• Exercise brief: Each entry must be written out again exactly as it stands.

(Stored items)
====
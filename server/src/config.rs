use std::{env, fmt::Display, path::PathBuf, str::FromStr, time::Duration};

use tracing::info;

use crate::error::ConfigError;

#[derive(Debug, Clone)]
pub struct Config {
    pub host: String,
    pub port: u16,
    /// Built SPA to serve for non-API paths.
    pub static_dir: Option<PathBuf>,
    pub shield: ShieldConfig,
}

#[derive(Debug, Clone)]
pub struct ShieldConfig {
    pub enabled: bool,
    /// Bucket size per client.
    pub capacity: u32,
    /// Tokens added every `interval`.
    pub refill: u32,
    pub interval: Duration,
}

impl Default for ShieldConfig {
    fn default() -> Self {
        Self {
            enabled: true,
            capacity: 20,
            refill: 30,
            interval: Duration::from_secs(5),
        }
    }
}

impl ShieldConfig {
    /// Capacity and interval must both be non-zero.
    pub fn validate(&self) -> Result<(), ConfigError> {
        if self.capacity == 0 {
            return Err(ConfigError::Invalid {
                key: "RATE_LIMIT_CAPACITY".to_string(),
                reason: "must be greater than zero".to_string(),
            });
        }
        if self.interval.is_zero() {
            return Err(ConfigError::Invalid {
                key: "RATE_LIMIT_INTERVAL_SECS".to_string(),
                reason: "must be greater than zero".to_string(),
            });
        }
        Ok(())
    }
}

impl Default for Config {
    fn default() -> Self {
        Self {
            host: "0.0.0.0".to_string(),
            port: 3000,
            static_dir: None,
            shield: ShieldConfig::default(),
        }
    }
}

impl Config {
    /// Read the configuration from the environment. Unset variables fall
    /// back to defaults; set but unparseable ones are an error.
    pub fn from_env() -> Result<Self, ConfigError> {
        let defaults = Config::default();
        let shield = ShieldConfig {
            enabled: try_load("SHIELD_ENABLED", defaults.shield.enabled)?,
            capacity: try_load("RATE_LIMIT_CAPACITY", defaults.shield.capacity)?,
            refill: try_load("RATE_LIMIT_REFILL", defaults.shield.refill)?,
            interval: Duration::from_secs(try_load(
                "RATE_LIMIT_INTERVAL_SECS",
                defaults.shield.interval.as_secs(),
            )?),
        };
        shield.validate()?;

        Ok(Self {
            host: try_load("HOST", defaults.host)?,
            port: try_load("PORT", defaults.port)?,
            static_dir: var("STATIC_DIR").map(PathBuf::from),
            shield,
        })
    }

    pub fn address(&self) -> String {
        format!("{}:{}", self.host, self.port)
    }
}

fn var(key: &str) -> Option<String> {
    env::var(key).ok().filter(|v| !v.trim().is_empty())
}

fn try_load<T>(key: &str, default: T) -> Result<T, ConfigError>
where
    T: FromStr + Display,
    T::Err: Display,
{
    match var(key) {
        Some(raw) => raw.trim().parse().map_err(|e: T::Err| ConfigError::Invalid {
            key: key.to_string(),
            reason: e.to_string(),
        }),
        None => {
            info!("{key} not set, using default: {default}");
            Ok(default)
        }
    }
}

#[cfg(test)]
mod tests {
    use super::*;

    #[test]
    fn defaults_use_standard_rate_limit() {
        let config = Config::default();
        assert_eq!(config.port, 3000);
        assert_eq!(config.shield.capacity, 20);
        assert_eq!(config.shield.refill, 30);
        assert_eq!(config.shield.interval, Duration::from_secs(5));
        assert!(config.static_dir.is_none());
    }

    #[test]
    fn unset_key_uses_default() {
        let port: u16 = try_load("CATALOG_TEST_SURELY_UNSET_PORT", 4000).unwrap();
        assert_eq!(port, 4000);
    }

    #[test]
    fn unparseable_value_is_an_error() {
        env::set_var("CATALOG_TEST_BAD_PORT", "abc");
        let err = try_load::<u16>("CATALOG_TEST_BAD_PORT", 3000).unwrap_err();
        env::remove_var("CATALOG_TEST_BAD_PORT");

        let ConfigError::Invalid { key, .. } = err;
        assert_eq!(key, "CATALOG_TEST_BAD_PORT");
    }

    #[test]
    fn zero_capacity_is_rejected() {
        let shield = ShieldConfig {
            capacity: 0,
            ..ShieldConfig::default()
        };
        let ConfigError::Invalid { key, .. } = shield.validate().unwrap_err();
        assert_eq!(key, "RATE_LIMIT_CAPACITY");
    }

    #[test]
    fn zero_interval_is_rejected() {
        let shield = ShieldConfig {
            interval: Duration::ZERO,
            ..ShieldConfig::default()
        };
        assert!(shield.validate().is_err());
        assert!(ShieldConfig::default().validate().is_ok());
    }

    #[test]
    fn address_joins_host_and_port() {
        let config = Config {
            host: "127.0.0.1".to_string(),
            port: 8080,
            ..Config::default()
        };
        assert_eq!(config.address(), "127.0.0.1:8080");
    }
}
====
• Response:
filename server/src/config.rs
use std::{env, fmt::Display, path::PathBuf, str::FromStr, time::Duration};

use tracing::info;

use crate::error::ConfigError;

#[derive(Debug, Clone)]
pub struct Config {
    pub host: String,
    pub port: u16,
    /// Built SPA to serve for non-API paths.
    pub static_dir: Option<PathBuf>,
    pub shield: ShieldConfig,
}

#[derive(Debug, Clone)]
pub struct ShieldConfig {
    pub enabled: bool,
    /// Bucket size per client.
    pub capacity: u32,
    /// Tokens added every `interval`.
    pub refill: u32,
    pub interval: Duration,
}

impl Default for ShieldConfig {
    fn default() -> Self {
        Self {
            enabled: true,
            capacity: 20,
            refill: 30,
            interval: Duration::from_secs(5),
        }
    }
}

impl ShieldConfig {
    /// Capacity and interval must both be non-zero.
    pub fn validate(&self) -> Result<(), ConfigError> {
        if self.capacity == 0 {
            return Err(ConfigError::Invalid {
                key: "RATE_LIMIT_CAPACITY".to_string(),
                reason: "must be greater than zero".to_string(),
            });
        }
        if self.interval.is_zero() {
            return Err(ConfigError::Invalid {
                key: "RATE_LIMIT_INTERVAL_SECS".to_string(),
                reason: "must be greater than zero".to_string(),
            });
        }
        Ok(())
    }
}

impl Default for Config {
    fn default() -> Self {
        Self {
            host: "0.0.0.0".to_string(),
            port: 3000,
            static_dir: None,
            shield: ShieldConfig::default(),
        }
    }
}

impl Config {
    /// Read the configuration from the environment. Unset variables fall
    /// back to defaults; set but unparseable ones are an error.
    pub fn from_env() -> Result<Self, ConfigError> {
        let defaults = Config::default();
        let shield = ShieldConfig {
            enabled: try_load("SHIELD_ENABLED", defaults.shield.enabled)?,
            capacity: try_load("RATE_LIMIT_CAPACITY", defaults.shield.capacity)?,
            refill: try_load("RATE_LIMIT_REFILL", defaults.shield.refill)?,
            interval: Duration::from_secs(try_load(
                "RATE_LIMIT_INTERVAL_SECS",
                defaults.shield.interval.as_secs(),
            )?),
        };
        shield.validate()?;

        Ok(Self {
            host: try_load("HOST", defaults.host)?,
            port: try_load("PORT", defaults.port)?,
            static_dir: var("STATIC_DIR").map(PathBuf::from),
            shield,
        })
    }

    pub fn address(&self) -> String {
        format!("{}:{}", self.host, self.port)
    }
}

fn var(key: &str) -> Option<String> {
    env::var(key).ok().filter(|v| !v.trim().is_empty())
}

fn try_load<T>(key: &str, default: T) -> Result<T, ConfigError>
where
    T: FromStr + Display,
    T::Err: Display,
{
    match var(key) {
        Some(raw) => raw.trim().parse().map_err(|e: T::Err| ConfigError::Invalid {
            key: key.to_string(),
            reason: e.to_string(),
        }),
        None => {
            info!("{key} not set, using default: {default}");
            Ok(default)
        }
    }
}

#[cfg(test)]
mod tests {
    use super::*;

    #[test]
    fn defaults_use_standard_rate_limit() {
        let config = Config::default();
        assert_eq!(config.port, 3000);
        assert_eq!(config.shield.capacity, 20);
        assert_eq!(config.shield.refill, 30);
        assert_eq!(config.shield.interval, Duration::from_secs(5));
        assert!(config.static_dir.is_none());
    }

    #[test]
    fn unset_key_uses_default() {
        let port: u16 = try_load("CATALOG_TEST_SURELY_UNSET_PORT", 4000).unwrap();
        assert_eq!(port, 4000);
    }

    #[test]
    fn unparseable_value_is_an_error() {
        env::set_var("CATALOG_TEST_BAD_PORT", "abc");
        let err = try_load::<u16>("CATALOG_TEST_BAD_PORT", 3000).unwrap_err();
        env::remove_var("CATALOG_TEST_BAD_PORT");

        let ConfigError::Invalid { key, .. } = err;
        assert_eq!(key, "CATALOG_TEST_BAD_PORT");
    }

    #[test]
    fn zero_capacity_is_rejected() {
        let shield = ShieldConfig {
            capacity: 0,
            ..ShieldConfig::default()
        };
        let ConfigError::Invalid { key, .. } = shield.validate().unwrap_err();
        assert_eq!(key, "RATE_LIMIT_CAPACITY");
    }

    #[test]
    fn zero_interval_is_rejected() {
        let shield = ShieldConfig {
            interval: Duration::ZERO,
            ..ShieldConfig::default()
        };
        assert!(shield.validate().is_err());
        assert!(ShieldConfig::default().validate().is_ok());
    }

    #[test]
    fn address_joins_host_and_port() {
        let config = Config {
            host: "127.0.0.1".to_string(),
            port: 8080,
            ..Config::default()
        };
        assert_eq!(config.address(), "127.0.0.1:8080");
    }
}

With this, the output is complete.